Thoughts and Suggestions from an Aging Psychologist.

Something to Take Home
When I was young, I recall that at the end of a visit with an old person, they often would give me something to take home, along with a hug. It could be a little trinket or knickknack that I liked, or a photograph they had shown me that came along with a story. It could be anything, but what was clear was that they wanted to give me something of their own.
Becoming the Old Person
Somewhere along the highway of life, I became that old person.
Often, I find myself doing the same thing — wanting to give things away to others, wanting to simplify my life, wanting to be known and remembered.

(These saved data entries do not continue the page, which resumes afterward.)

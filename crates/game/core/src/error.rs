//! Errors raised while building static level data.
//!
//! Gameplay itself never fails: blocked moves, missed attacks and unreachable
//! targets are ordinary outcomes reported through return values. Only
//! malformed level input is an error.

use crate::state::{EnemyId, Position};

/// Failure to parse a character grid into a [`crate::env::WorldMap`].
#[derive(Clone, Debug, PartialEq, Eq, thiserror::Error)]
#[cfg_attr(feature = "serde", derive(serde::Serialize, serde::Deserialize))]
pub enum MapError {
    #[error("map has no rows")]
    Empty,

    #[error("row {row} has width {found}, expected {expected}")]
    RaggedRow {
        row: usize,
        expected: usize,
        found: usize,
    },

    #[error("unknown cell '{symbol}' at {position}")]
    UnknownCell { symbol: char, position: Position },
}

/// Failure to validate a level definition against its own map.
#[derive(Clone, Debug, PartialEq, Eq, thiserror::Error)]
#[cfg_attr(feature = "serde", derive(serde::Serialize, serde::Deserialize))]
pub enum LevelError {
    #[error("invalid map: {0}")]
    Map(#[from] MapError),

    #[error("robot start {position} is not walkable")]
    RobotStartBlocked { position: Position },

    #[error("enemy {id} starts on non-walkable cell {position}")]
    EnemyStartBlocked { id: EnemyId, position: Position },

    #[error("enemy {id} shares its start cell {position} with another entity")]
    EnemyStartOccupied { id: EnemyId, position: Position },

    #[error("coin at {position} is not walkable")]
    CoinBlocked { position: Position },

    #[error("goal {position} is not walkable")]
    GoalBlocked { position: Position },
}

When my children, grandchildren, or special friends visit, they will likely leave with a hug and something of mine. It might be a hat that I’ve knit, or a recipe I thought they’d especially like. It could be a pair of earrings that I enjoyed wearing at their age, or a scarf they admired that I acquired while visiting Rome for a meeting. Sharing memories of that trip would go along with the scarf and the hug.
The Urge to Simplify
The need to disperse things, to give things away at this stage of life, accompanies a parallel reduction in wanting to acquire new things. The dominant urge is rather to simplify, tidy up, donate, bequeath, hand down, and get rid of things.
I want to simplify my life.
I am not alone in this. I suspect this stage is quite normal and may be useful. As we age, we prepare to give back — to reduce our footprint in the world and divest ourselves of that which no longer serves, supports, pleases, or fulfills us.
Sailing an Old Ship
I recall an image I often would share with my older patients. The image was of being on a small ship — an old ship — sailing over the uncharted waters of old age. The ship was comfortable and trustworthy, but being old, it had a few little holes and leaks.
We are wise, we older persons, and know that it is best for our safe crossing to lighten the load we are asking the boat to carry.
And so, we do.
What We Can Jettison
We can wisely jettison what is no longer needed or wanted — the excess baggage we have carried, sometimes for a long time. We can select memories, sculpt the arc of our nostalgia. We can choose to forgive what we can and favor what is best for us.
As we let go of what is no longer needed or wanted, we recognize that this simplification includes much more than physical items. There are thoughts and actions too that continue to weigh heavily on us, and we can choose to let some go.
We can choose forgiveness. We can choose selective nostalgia. We can focus and attend to what supports and sustains us. And we can remember to give ourselves a hug.